Using the data below, copy out all lines with the word "Result".

Top of EXTRACTED MATERIAL

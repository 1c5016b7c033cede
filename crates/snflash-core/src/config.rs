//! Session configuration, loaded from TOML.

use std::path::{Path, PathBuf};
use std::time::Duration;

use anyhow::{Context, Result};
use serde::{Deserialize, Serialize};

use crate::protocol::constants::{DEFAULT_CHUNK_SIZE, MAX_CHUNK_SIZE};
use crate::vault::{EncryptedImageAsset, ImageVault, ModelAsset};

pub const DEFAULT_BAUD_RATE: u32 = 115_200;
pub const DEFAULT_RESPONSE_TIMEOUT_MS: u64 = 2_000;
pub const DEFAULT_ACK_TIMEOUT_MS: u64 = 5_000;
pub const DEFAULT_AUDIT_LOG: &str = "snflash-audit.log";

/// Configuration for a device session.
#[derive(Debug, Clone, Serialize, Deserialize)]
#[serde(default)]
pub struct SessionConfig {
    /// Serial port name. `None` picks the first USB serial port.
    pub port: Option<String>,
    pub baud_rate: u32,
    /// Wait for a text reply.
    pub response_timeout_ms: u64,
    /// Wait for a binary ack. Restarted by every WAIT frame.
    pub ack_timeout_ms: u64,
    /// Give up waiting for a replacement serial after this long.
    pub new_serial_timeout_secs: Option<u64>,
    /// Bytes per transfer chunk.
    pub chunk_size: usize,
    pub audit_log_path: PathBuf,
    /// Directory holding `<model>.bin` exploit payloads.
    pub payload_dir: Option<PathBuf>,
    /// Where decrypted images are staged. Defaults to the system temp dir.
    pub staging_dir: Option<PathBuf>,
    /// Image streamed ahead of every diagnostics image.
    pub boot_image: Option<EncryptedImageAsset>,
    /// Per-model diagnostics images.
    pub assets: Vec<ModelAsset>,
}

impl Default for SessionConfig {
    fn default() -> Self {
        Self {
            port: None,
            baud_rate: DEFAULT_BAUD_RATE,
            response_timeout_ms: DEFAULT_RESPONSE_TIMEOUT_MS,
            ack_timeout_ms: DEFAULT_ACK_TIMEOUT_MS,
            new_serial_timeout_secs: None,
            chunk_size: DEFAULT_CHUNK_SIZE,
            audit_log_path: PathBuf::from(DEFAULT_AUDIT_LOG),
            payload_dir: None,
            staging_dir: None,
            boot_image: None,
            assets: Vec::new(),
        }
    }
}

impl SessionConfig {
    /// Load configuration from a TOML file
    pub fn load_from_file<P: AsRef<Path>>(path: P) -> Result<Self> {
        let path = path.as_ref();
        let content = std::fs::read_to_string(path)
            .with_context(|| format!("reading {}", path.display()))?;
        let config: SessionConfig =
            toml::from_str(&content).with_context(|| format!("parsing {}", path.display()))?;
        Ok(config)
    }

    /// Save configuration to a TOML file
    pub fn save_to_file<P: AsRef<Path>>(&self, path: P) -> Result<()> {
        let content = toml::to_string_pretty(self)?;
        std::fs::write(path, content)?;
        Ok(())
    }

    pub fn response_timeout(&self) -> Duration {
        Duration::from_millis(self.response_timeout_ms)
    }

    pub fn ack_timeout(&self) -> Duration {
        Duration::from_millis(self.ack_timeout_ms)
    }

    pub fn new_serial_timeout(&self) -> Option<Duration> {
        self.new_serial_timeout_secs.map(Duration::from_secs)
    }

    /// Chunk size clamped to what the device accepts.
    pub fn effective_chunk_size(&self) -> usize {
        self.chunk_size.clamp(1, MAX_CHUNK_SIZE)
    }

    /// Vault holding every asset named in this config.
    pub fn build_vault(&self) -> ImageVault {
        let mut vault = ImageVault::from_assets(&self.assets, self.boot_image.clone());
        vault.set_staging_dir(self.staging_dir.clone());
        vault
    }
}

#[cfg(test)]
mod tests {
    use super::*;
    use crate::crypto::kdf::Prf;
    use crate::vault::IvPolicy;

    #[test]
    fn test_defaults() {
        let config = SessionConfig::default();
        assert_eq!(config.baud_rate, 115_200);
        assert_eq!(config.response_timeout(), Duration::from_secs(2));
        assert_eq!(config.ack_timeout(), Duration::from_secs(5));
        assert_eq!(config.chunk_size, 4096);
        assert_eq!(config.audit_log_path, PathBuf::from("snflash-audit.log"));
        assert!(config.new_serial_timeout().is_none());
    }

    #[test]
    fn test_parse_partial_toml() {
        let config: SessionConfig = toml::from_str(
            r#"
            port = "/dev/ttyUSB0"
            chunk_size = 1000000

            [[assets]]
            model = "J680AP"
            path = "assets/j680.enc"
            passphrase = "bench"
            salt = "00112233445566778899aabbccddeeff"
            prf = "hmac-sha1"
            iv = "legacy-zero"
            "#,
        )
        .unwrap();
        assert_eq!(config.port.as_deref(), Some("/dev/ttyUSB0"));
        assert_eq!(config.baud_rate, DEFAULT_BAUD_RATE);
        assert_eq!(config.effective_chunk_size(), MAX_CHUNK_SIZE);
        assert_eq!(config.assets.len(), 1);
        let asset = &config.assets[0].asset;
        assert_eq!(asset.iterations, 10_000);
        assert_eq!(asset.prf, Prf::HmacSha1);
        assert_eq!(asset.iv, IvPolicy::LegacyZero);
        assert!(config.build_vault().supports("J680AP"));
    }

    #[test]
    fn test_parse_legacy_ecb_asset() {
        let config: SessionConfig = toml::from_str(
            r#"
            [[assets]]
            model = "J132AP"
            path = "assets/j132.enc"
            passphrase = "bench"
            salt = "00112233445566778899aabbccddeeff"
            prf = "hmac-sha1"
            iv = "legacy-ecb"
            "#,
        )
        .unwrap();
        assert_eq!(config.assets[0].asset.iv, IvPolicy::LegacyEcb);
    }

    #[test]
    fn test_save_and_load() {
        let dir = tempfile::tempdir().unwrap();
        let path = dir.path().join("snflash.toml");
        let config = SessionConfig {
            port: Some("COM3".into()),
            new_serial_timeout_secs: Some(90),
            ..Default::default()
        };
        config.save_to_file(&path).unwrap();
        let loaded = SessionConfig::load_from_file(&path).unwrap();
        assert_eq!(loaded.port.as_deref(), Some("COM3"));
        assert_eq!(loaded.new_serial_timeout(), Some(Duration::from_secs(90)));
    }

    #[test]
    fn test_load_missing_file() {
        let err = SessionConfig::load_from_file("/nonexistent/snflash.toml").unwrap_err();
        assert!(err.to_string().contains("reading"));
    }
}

Bottom of EXTRACTED MATERIAL

TASK SOLUTION:
use anyhow::{Context, Result};
    pub fn load_from_file<P: AsRef<Path>>(path: P) -> Result<Self> {
    pub fn save_to_file<P: AsRef<Path>>(&self, path: P) -> Result<()> {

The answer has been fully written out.